By facilitating the business on-boarding process, and allowing users to purposefully search for promotions, the site should help Deals become a more popular way for businesses to incentivize foot traffic.

Facebook originally launched Deals with a handful of brands in November, but it was only available in the U.S. for iPhone and touch.facebook.com users. Though a powerful way for businesses to court customers, a lack of understanding amongst both business and users led relatively few to implement or use it.

In the months since, Facebook has rolled out its location service Places to Europe, Japan, Canada, and Australia, added access for Android devices, and today launched Deals in Europe. Now that it has expanded the potential user base and gotten feedback from businesses who’ve tried it, Facebook is prepared for a more aggressive push.

Deals Locator

Facebook.com/deals starts with a quick overview video and a Facepile of friends who’ve claimed Deals. Below, visitors see Your Local Deals — a dynamic Bing map displaying nearby Deals based on a user’s IP address. Mousing over a Places icon reveals a hovercard with the business’ address, and links to directions and the current Deal on the location’s Places page.

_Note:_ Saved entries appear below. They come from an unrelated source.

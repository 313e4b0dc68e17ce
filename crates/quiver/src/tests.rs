//! End-to-end session tests with closure-backed tools.

#![allow(clippy::unwrap_used)]

use std::sync::Arc;
use std::sync::atomic::{AtomicUsize, Ordering};
use std::time::Duration;

use serde_json::json;
use tokio::sync::mpsc;

use crate::executor::{ExecOutput, StreamKind};
use crate::lifecycle::ToolState;
use crate::program::{FnModule, ProgramError, StaticLoader};
use crate::registry::{Loading, SessionConfig, ToolConfig};
use crate::runtime::{Listing, Runtime, RuntimeError, WriteRequest};

/// `echo FILE...` prints the files; `write NAME TEXT` creates a file;
/// `stdin` echoes standard input; `sampler` ships sample data; `fail`
/// prints a line and then fails; `split` writes to both streams; `pwd
/// FILE...` prints its working directory, then the files; `slow` blocks
/// its thread for 100ms.
fn loader() -> StaticLoader {
    StaticLoader::new()
        .with_module(
            "echo",
            FnModule::new(|args, io| {
                for arg in args {
                    let bytes = io.fs().read_file(arg)?;
                    io.write_stdout(&bytes)?;
                }
                Ok(0)
            }),
        )
        .with_module(
            "write",
            FnModule::new(|args, io| {
                let [name, text] = args else {
                    return Err(ProgramError::Failed("usage: write NAME TEXT".into()));
                };
                io.fs().write_file(name, text.as_bytes())?;
                Ok(0)
            }),
        )
        .with_module(
            "stdin",
            FnModule::new(|_, io| {
                let input = io.read_stdin(usize::MAX);
                io.write_stdout(&input)?;
                Ok(0)
            }),
        )
        .with_module(
            "sampler",
            FnModule::new(|_, io| {
                io.write_stdout(b"sampled\n")?;
                Ok(0)
            })
            .with_asset("/sampler/sample.txt", "ACGT\n"),
        )
        .with_module(
            "fail",
            FnModule::new(|_, io| {
                io.write_stdout(b"partial\n")?;
                Err(ProgramError::Failed("boom".into()))
            }),
        )
        .with_module(
            "pwd",
            FnModule::new(|args, io| {
                let cwd = io.fs().cwd();
                io.write_stdout(format!("{cwd}\n").as_bytes())?;
                for arg in args {
                    let bytes = io.fs().read_file(arg)?;
                    io.write_stdout(&bytes)?;
                }
                Ok(0)
            }),
        )
        .with_module(
            "slow",
            FnModule::new(|_, io| {
                std::thread::sleep(Duration::from_millis(100));
                io.write_stdout(b"done\n")?;
                Ok(0)
            }),
        )
        .with_module(
            "split",
            FnModule::new(|_, io| {
                io.write_stdout(b"out\n")?;
                io.write_stderr(b"err\n")?;
                Ok(0)
            }),
        )
}

fn runtime(tools: Vec<ToolConfig>) -> Runtime {
    Runtime::builder()
        .tools(tools)
        .loader(loader())
        .build()
        .unwrap()
}

async fn ready(tools: Vec<ToolConfig>) -> Runtime {
    let mut rt = runtime(tools);
    assert!(rt.init().await.unwrap());
    rt
}

#[tokio::test]
async fn test_init_without_tools_fails() {
    let mut rt = runtime(Vec::new());
    let err = rt.init().await.unwrap_err();
    assert!(matches!(err, RuntimeError::Configuration(_)));
    assert_eq!(rt.ls("/"), None);
}

#[tokio::test]
async fn test_init_with_only_reinit_tools_fails_before_loading() {
    // Nothing is registered for "ghost", so any load attempt would surface
    // as a load error instead.
    let mut rt = Runtime::builder()
        .tool(ToolConfig::new("ghost", "1").with_reinit(true))
        .loader(StaticLoader::new())
        .build()
        .unwrap();
    assert!(matches!(
        rt.init().await,
        Err(RuntimeError::Configuration(_))
    ));
}

#[tokio::test]
async fn test_mount_then_cat() {
    let mut rt = ready(vec![ToolConfig::new("echo", "1")]).await;
    rt.mount(&json!([{"name": "f.txt", "data": "hello"}]))
        .unwrap();
    assert_eq!(rt.cat("f.txt").unwrap(), "hello");
}

#[tokio::test]
async fn test_mounting_twice_keeps_earlier_paths() {
    let mut rt = ready(vec![ToolConfig::new("echo", "1")]).await;
    let first = rt
        .mount(&json!({"name": "a.txt", "data": "alpha"}))
        .unwrap();
    rt.mount(&json!({"name": "a.txt", "data": "alpha"}))
        .unwrap();
    rt.mount(&json!({"name": "b.txt", "data": "beta"}))
        .unwrap();

    assert_eq!(rt.cat(&first[0]).unwrap(), "alpha");
    assert_eq!(rt.cat("/shared/mnt/a.txt").unwrap(), "alpha");
    assert_eq!(rt.cat("b.txt").unwrap(), "beta");
}

#[tokio::test]
async fn test_shared_root_lists_data_and_mounted() {
    let rt = ready(vec![ToolConfig::new("echo", "1")]).await;
    let Some(Listing::Entries(entries)) = rt.ls("/shared") else {
        panic!("expected a directory listing");
    };
    assert!(entries.contains(&"data".to_string()));
    assert!(entries.contains(&"mnt".to_string()));
}

#[tokio::test]
async fn test_lazy_tool_activates_on_first_exec() {
    let mut rt = ready(vec![
        ToolConfig::new("echo", "1"),
        ToolConfig::new("sampler", "1").with_loading(Loading::Lazy),
    ])
    .await;

    let status = rt.tools();
    assert_eq!(status[1].state, ToolState::LazyPending);
    assert!(!status[1].ready);
    assert_eq!(rt.ls("/shared/sampler"), None);

    let output = rt.exec("sampler", None).await.unwrap();
    assert_eq!(output.stdout(), "sampled\n");
    assert!(rt.tools()[1].ready);
    assert_eq!(rt.cat("/shared/sampler/sample.txt").unwrap(), "ACGT\n");
}

#[tokio::test]
async fn test_lazy_tool_starts_in_current_directory() {
    let mut rt = ready(vec![
        ToolConfig::new("echo", "1"),
        ToolConfig::new("pwd", "1").with_loading(Loading::Lazy),
    ])
    .await;
    rt.mount(&json!([{"name": "in.txt", "data": "abc\n"}]))
        .unwrap();
    assert!(rt.mkdir("work"));
    rt.write(&WriteRequest {
        path: "work/notes.txt".into(),
        buffer: b"note\n".to_vec(),
        length: None,
        offset: 0,
        flag: "w+".into(),
    })
    .unwrap();
    rt.cd("work").unwrap();
    assert!(!rt.tools()[1].ready);

    let output = rt.exec("pwd notes.txt ../in.txt", None).await.unwrap();
    assert_eq!(output.stdout(), "/shared/data/work\nnote\nabc\n");
    assert!(rt.tools()[1].ready);
    assert_eq!(rt.pwd().unwrap(), "/shared/data/work");
}

#[tokio::test]
async fn test_blocking_tool_leaves_runtime_free() {
    let mut rt = ready(vec![ToolConfig::new("slow", "1")]).await;
    let ticks = Arc::new(AtomicUsize::new(0));
    let ticker = tokio::spawn({
        let ticks = Arc::clone(&ticks);
        async move {
            loop {
                tokio::time::sleep(Duration::from_millis(5)).await;
                ticks.fetch_add(1, Ordering::SeqCst);
            }
        }
    });

    let output = rt.exec("slow", None).await.unwrap();
    ticker.abort();
    assert_eq!(output.stdout(), "done\n");
    assert!(ticks.load(Ordering::SeqCst) > 0);
}

#[tokio::test]
async fn test_sequential_execs_share_files() {
    let mut rt = ready(vec![ToolConfig::new("echo", "1"), ToolConfig::new("write", "1")]).await;
    rt.exec("write", Some(vec!["x.txt".into(), "from write\n".into()]))
        .await
        .unwrap();
    let output = rt.exec("echo x.txt", None).await.unwrap();
    assert_eq!(output, ExecOutput::Combined("from write\n".into()));
}

#[tokio::test]
async fn test_stdin_is_consumed_once() {
    let mut rt = ready(vec![ToolConfig::new("echo", "1"), ToolConfig::new("stdin", "1")]).await;
    rt.set_stdin("Hello");
    assert_eq!(rt.stdin(), "Hello");
    assert_eq!(rt.exec("stdin", None).await.unwrap().stdout(), "Hello");
    assert_eq!(rt.exec("stdin", None).await.unwrap().stdout(), "");
    assert_eq!(rt.stdin(), "");
}

#[tokio::test]
async fn test_reinit_tool_keeps_working_directory() {
    let mut rt = ready(vec![
        ToolConfig::new("echo", "1"),
        ToolConfig::new("write", "1").with_reinit(true),
    ])
    .await;
    assert!(rt.mkdir("work"));
    rt.cd("work").unwrap();
    let before = rt.pwd().unwrap();

    rt.exec("write", Some(vec!["out.txt".into(), "data".into()]))
        .await
        .unwrap();

    assert_eq!(rt.pwd().unwrap(), before);
    assert_eq!(rt.cat("/shared/data/work/out.txt").unwrap(), "data");
    let status = rt.tools();
    assert!(status[1].ready);
    assert_eq!(
        rt.manager().tool(1).unwrap().fs().unwrap().cwd(),
        "/shared/data/work"
    );
}

#[tokio::test]
async fn test_echo_scenario() {
    let mut rt = ready(vec![ToolConfig::new("echo", "1")]).await;
    let paths = rt
        .mount(&json!([{"name": "in.txt", "data": "abc\n"}]))
        .unwrap();
    assert_eq!(paths, vec!["/shared/data/in.txt"]);
    assert_eq!(
        rt.exec("echo in.txt", None).await.unwrap(),
        ExecOutput::Combined("abc\n".into())
    );
}

#[tokio::test]
async fn test_unknown_program_is_not_found() {
    let mut rt = ready(vec![ToolConfig::new("echo", "1")]).await;
    assert!(matches!(
        rt.exec("samtools view", None).await,
        Err(RuntimeError::NotFound(_))
    ));
}

#[tokio::test]
async fn test_native_failure_returns_partial_output() {
    let mut rt = ready(vec![ToolConfig::new("echo", "1"), ToolConfig::new("fail", "1")]).await;
    let output = rt.exec("fail", None).await.unwrap();
    assert_eq!(output.stdout(), "partial\n");
}

#[tokio::test]
async fn test_unsupported_mount_is_rejected_without_changes() {
    let mut rt = ready(vec![ToolConfig::new("echo", "1")]).await;
    let err = rt
        .mount(&json!([{"name": "ok.txt", "data": "x"}, 42]))
        .unwrap_err();
    assert!(matches!(err, RuntimeError::UnsupportedInput(_)));
    assert_eq!(rt.cat("ok.txt"), None);
}

#[tokio::test]
async fn test_split_output_and_stream_events() {
    let (tx, mut rx) = mpsc::unbounded_channel();
    let session = SessionConfig {
        print_interleaved: false,
        print_stream: true,
        ..SessionConfig::default()
    };
    let mut rt = Runtime::builder()
        .tool(ToolConfig::new("split", "1"))
        .session(session)
        .loader(loader())
        .stream_events(tx)
        .build()
        .unwrap();
    rt.init().await.unwrap();

    let output = rt.exec("split", None).await.unwrap();
    assert_eq!(
        output,
        ExecOutput::Split {
            stdout: "out\n".into(),
            stderr: "err\n".into()
        }
    );

    let first = rx.recv().await.unwrap();
    assert_eq!((first.stream, first.text.as_str()), (StreamKind::Stdout, "out\n"));
    let second = rx.recv().await.unwrap();
    assert_eq!((second.stream, second.text.as_str()), (StreamKind::Stderr, "err\n"));
}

To the right is a list the actual promotions offered, along with their associated Likes and comments. Users can use a search bar to view Deals in other cities, refreshing the map and list.

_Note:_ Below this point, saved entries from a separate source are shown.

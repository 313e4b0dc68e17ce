//! Federation of per-tool filesystems into one shared namespace.
//!
//! The base module's filesystem holds the namespace:
//!
//! ```text
//! /shared
//! ├── data/        read-write, default cwd, symlinks to mounted files
//! ├── mnt/         read-only union of every locally mounted file
//! └── <tool>/      read-only view of each tool's bundled sample data
//! ```
//!
//! Every other tool sees the same tree through a proxy mount at `/shared`.

use std::path::PathBuf;
use std::sync::Arc;

use serde_json::Value;

use crate::registry::SessionConfig;
use crate::runtime::RuntimeError;
use crate::vfs::{self, FsError, FsResult, MemFs, Mount, RangeFetcher, UnionFs, UnionSource};

/// A file handed to `mount()`.
#[derive(Debug, Clone, PartialEq, Eq)]
pub enum MountEntry {
    /// In-memory payload
    Bytes {
        /// File name under the data directory
        name: String,
        /// File contents
        data: Arc<[u8]>,
    },
    /// Host file read on demand
    Blob {
        /// File name under the data directory
        name: String,
        /// Host path
        path: PathBuf,
    },
    /// Remote file fetched lazily by byte range
    Remote {
        /// File name under the data directory
        name: String,
        /// Source URL
        url: String,
    },
}

impl MountEntry {
    /// In-memory entry.
    pub fn bytes(name: impl Into<String>, data: impl AsRef<[u8]>) -> Self {
        MountEntry::Bytes {
            name: name.into(),
            data: Arc::from(data.as_ref()),
        }
    }

    /// Host file entry.
    pub fn blob(name: impl Into<String>, path: impl Into<PathBuf>) -> Self {
        MountEntry::Blob {
            name: name.into(),
            path: path.into(),
        }
    }

    /// Remote entry.
    pub fn remote(name: impl Into<String>, url: impl Into<String>) -> Self {
        MountEntry::Remote {
            name: name.into(),
            url: url.into(),
        }
    }

    /// File name under the data directory.
    pub fn name(&self) -> &str {
        match self {
            MountEntry::Bytes { name, .. }
            | MountEntry::Blob { name, .. }
            | MountEntry::Remote { name, .. } => name,
        }
    }

    fn union_source(&self) -> Option<UnionSource> {
        match self {
            MountEntry::Bytes { data, .. } => Some(UnionSource::Bytes(Arc::clone(data))),
            MountEntry::Blob { path, .. } => Some(UnionSource::HostFile(path.clone())),
            MountEntry::Remote { .. } => None,
        }
    }
}

fn unsupported(value: &Value, reason: &str) -> RuntimeError {
    RuntimeError::UnsupportedInput(format!("{reason}: {value}"))
}

fn check_name(name: &str, value: &Value) -> Result<(), RuntimeError> {
    if name.is_empty() || name.contains('/') {
        return Err(unsupported(value, "file names must be non-empty and contain no '/'"));
    }
    Ok(())
}

fn name_from_url(raw: &str, value: &Value) -> Result<String, RuntimeError> {
    let url = url::Url::parse(raw).map_err(|e| unsupported(value, &e.to_string()))?;
    if !matches!(url.scheme(), "http" | "https") {
        return Err(unsupported(value, "only http and https URLs can be mounted"));
    }
    url.path_segments()
        .and_then(|mut segments| segments.next_back())
        .filter(|name| !name.is_empty())
        .map(str::to_string)
        .ok_or_else(|| unsupported(value, "cannot derive a file name from URL"))
}

fn data_bytes(data: &Value) -> Result<Vec<u8>, RuntimeError> {
    match data {
        Value::String(text) => Ok(text.as_bytes().to_vec()),
        Value::Array(items) => items
            .iter()
            .map(|item| {
                item.as_u64()
                    .and_then(|b| u8::try_from(b).ok())
                    .ok_or_else(|| unsupported(item, "data bytes must be integers 0-255"))
            })
            .collect(),
        other => Err(unsupported(other, "data must be a string or byte array")),
    }
}

fn classify_into(value: &Value, out: &mut Vec<MountEntry>) -> Result<(), RuntimeError> {
    match value {
        Value::Array(items) => {
            for item in items {
                classify_into(item, out)?;
            }
        }
        Value::String(url) => {
            let name = name_from_url(url, value)?;
            out.push(MountEntry::remote(name, url.clone()));
        }
        Value::Object(map) => {
            let given = match map.get("name") {
                None => None,
                Some(Value::String(name)) => Some(name.clone()),
                Some(_) => return Err(unsupported(value, "name must be a string")),
            };
            let entry = if let Some(data) = map.get("data") {
                let name = given.ok_or_else(|| unsupported(value, "data entries need a name"))?;
                MountEntry::bytes(name, data_bytes(data)?)
            } else if let Some(Value::String(url)) = map.get("url") {
                let name = match given {
                    Some(name) => name,
                    None => name_from_url(url, value)?,
                };
                MountEntry::remote(name, url.clone())
            } else if let Some(Value::String(path)) = map.get("path") {
                let path = PathBuf::from(path);
                let name = match given {
                    Some(name) => name,
                    None => path
                        .file_name()
                        .map(|n| n.to_string_lossy().into_owned())
                        .ok_or_else(|| unsupported(value, "cannot derive a file name from path"))?,
                };
                MountEntry::blob(name, path)
            } else {
                return Err(unsupported(value, "unsupported mount entry"));
            };
            check_name(entry.name(), value)?;
            out.push(entry);
        }
        other => return Err(unsupported(other, "unsupported mount entry")),
    }
    Ok(())
}

/// Turn the JSON argument of `mount()` into entries, rejecting the whole
/// input if any part of it is unsupported.
pub fn classify(value: &Value) -> Result<Vec<MountEntry>, RuntimeError> {
    let mut entries = Vec::new();
    classify_into(value, &mut entries)?;
    Ok(entries)
}

/// Unlink a file or symlink without touching its content.
fn remove_if_present(fs: &MemFs, path: &str) -> FsResult<()> {
    match fs.unlink(path) {
        Ok(()) | Err(FsError::NotFound(_)) => Ok(()),
        Err(e) => Err(e),
    }
}

/// Owns the shared namespace layout and the accumulated local mounts.
#[derive(Debug)]
pub struct Federator {
    shared: String,
    data: String,
    mounted: String,
    entries: Vec<MountEntry>,
    fetcher: Arc<dyn RangeFetcher>,
}

impl Federator {
    /// Federator for the directories named in `session`.
    pub fn new(session: &SessionConfig, fetcher: Arc<dyn RangeFetcher>) -> Self {
        Self {
            shared: session.shared_dir(),
            data: session.data_dir(),
            mounted: session.mounted_dir(),
            entries: Vec::new(),
            fetcher,
        }
    }

    /// Shared root.
    pub fn shared_dir(&self) -> &str {
        &self.shared
    }

    /// Data directory.
    pub fn data_dir(&self) -> &str {
        &self.data
    }

    /// Mounted directory.
    pub fn mounted_dir(&self) -> &str {
        &self.mounted
    }

    /// Local entries mounted so far, in mount order.
    pub fn entries(&self) -> &[MountEntry] {
        &self.entries
    }

    /// Create the namespace in the base module's filesystem and move into
    /// the data directory.
    pub fn create_namespace(&self, base: &MemFs) -> FsResult<()> {
        base.mkdir_all(&self.data)?;
        base.mkdir_all(&self.mounted)?;
        base.chdir(&self.data)?;
        tracing::debug!(shared = %self.shared, "created shared namespace");
        Ok(())
    }

    /// Proxy a tool's shared root onto the base module's and adopt the
    /// base's current working directory. Replaces an earlier attachment.
    pub fn attach(&self, fs: &MemFs, base: &MemFs) -> FsResult<()> {
        if fs.is_mount(&self.shared) {
            fs.unmount(&self.shared)?;
        }
        fs.mkdir_all(&self.shared)?;
        fs.mount(Mount::proxy(base, self.shared.clone()), &self.shared)?;
        let cwd = base.cwd();
        if let Err(e) = fs.chdir(&cwd) {
            tracing::warn!(%cwd, error = %e, "could not adopt base working directory");
        }
        Ok(())
    }

    /// Mount `entries` into the base filesystem. Returns the logical paths
    /// under the data directory, in input order.
    pub fn mount(&mut self, base: &MemFs, entries: Vec<MountEntry>) -> FsResult<Vec<String>> {
        let mut paths = Vec::with_capacity(entries.len());
        let mut added = Vec::new();
        for entry in entries {
            let path = vfs::join(&self.data, entry.name());
            match &entry {
                MountEntry::Remote { name, url } => {
                    remove_if_present(base, &path)?;
                    base.create_lazy_file(&self.data, name, url, Arc::clone(&self.fetcher))?;
                    tracing::debug!(%path, %url, "registered lazy file");
                }
                _ => added.push(entry.name().to_string()),
            }
            if entry.union_source().is_some() {
                self.entries.push(entry);
            }
            paths.push(path);
        }
        self.remount(base)?;
        for name in &added {
            self.link(base, name)?;
        }
        Ok(paths)
    }

    /// Rebuild the union over every local entry and recreate all symlinks.
    pub fn replay(&self, base: &MemFs) -> FsResult<()> {
        self.remount(base)?;
        for entry in &self.entries {
            self.link(base, entry.name())?;
        }
        Ok(())
    }

    fn remount(&self, base: &MemFs) -> FsResult<()> {
        if base.is_mount(&self.mounted) {
            base.unmount(&self.mounted)?;
        }
        let union = UnionFs::new(
            self.entries
                .iter()
                .filter_map(|e| Some((e.name().to_string(), e.union_source()?))),
        );
        base.mount(Mount::union(union), &self.mounted)
    }

    fn link(&self, base: &MemFs, name: &str) -> FsResult<()> {
        let link = vfs::join(&self.data, name);
        remove_if_present(base, &link)?;
        base.symlink(&vfs::join(&self.mounted, name), &link)
    }

    /// Expose each tool's top-level `/<tool>` directory read-only at
    /// `<shared>/<tool>` in the base filesystem, unless that path exists.
    pub fn cross_mount_samples<'a>(
        &self,
        base: &MemFs,
        tools: impl IntoIterator<Item = (&'a str, &'a MemFs)>,
    ) -> FsResult<()> {
        for (tool, fs) in tools {
            let source = vfs::join("/", tool);
            if !fs.stat(&source).map(|m| m.is_dir()).unwrap_or(false) {
                continue;
            }
            let target = vfs::join(&self.shared, tool);
            if base.exists(&target) {
                continue;
            }
            base.mkdir(&target)?;
            base.mount(Mount::read_only_proxy(fs, source), &target)?;
            tracing::debug!(%tool, %target, "mounted sample data");
        }
        Ok(())
    }

    /// Remove the sample-data mount of `tool`, if any.
    pub fn detach_samples(&self, base: &MemFs, tool: &str) -> FsResult<()> {
        let target = vfs::join(&self.shared, tool);
        if base.is_mount(&target) {
            base.unmount(&target)?;
            base.rmdir(&target)?;
        }
        Ok(())
    }
}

Previously, there was no aggregated list of Deals, making discovery cumbersome. Users could only see if any of the closest businesses offered Deals. This meant they’d often miss Deals that were in their city, some within a mile of them. The Deals locator will help those specifically hunting for promotions to find and claim them, exposing their network to the Deals feature as a whole. This exposure could snowball into widespread awareness, which would inspire more businesses to offer Deals.

Educating User and Business Owners

Under the How to Claim Deals tab, users can find a more detailed introduction to determining which businesses offer Deals and how to redeem them. The video tells users to look for yellow stickers on storefronts, which Facebook has mailed out to some businesses running Deals. Images walk users through the Deal redemption flow and illustrate the four types of Deals they’ll encounter: Individual, Friend, Loyalty, and Charity.

Users will also find links to the Help Center FAQ about Deals as well as a panel citing the devices and countries with access. Currently, this list is outdated, as it doesn’t mention Android devices.

The For Business Owners tab includes a “How Deals Work” video describing the value of incentivizing check-ins, and a “Creating a Deal” video tutorial for admins. The site also links to a downloadable .pdf  ”Deals Guide for Businesses” hosted by Box.net. The .pdf and videos outline the three core benefits of using Deals:

  • Acquire customers
  • Spread the word
  • Build  customer loyalty

The guide also includes a detailed breakdown of the differences between the four Deal types, the creation flow, and best practices. Some of the tips include:

  • Offering at least a 10% to 50% discount
  • Providing clear and succinct Deal summaries and redemption instruction copy
  • Monitoring campaign progress to avoid Deal fatigue and opportunism
  • Training employees to redeem Deals
  • Ensuring sufficient supply of offered gifts and staff to administer them
  • Setting up policies for handing issues with customers
  • Working with Facebook’s account managers to set up Deals across hundreds of locations if necessary
  • Buying Facebook ads to promote Deals

By providing these best practices, Facebook can reduce the likelihood that businesses will have an unsuccessful or stressful experience with Deals. The last point is the real motive behind the otherwise free feature. As with the recently launched Sponsored Stories ad unit, businesses can pay Facebook to increase the distribution of their Deals. If Facebook can demonstrate that Deals are simple to create and generate a solid return on investment, businesses will be eager to buy ads for them.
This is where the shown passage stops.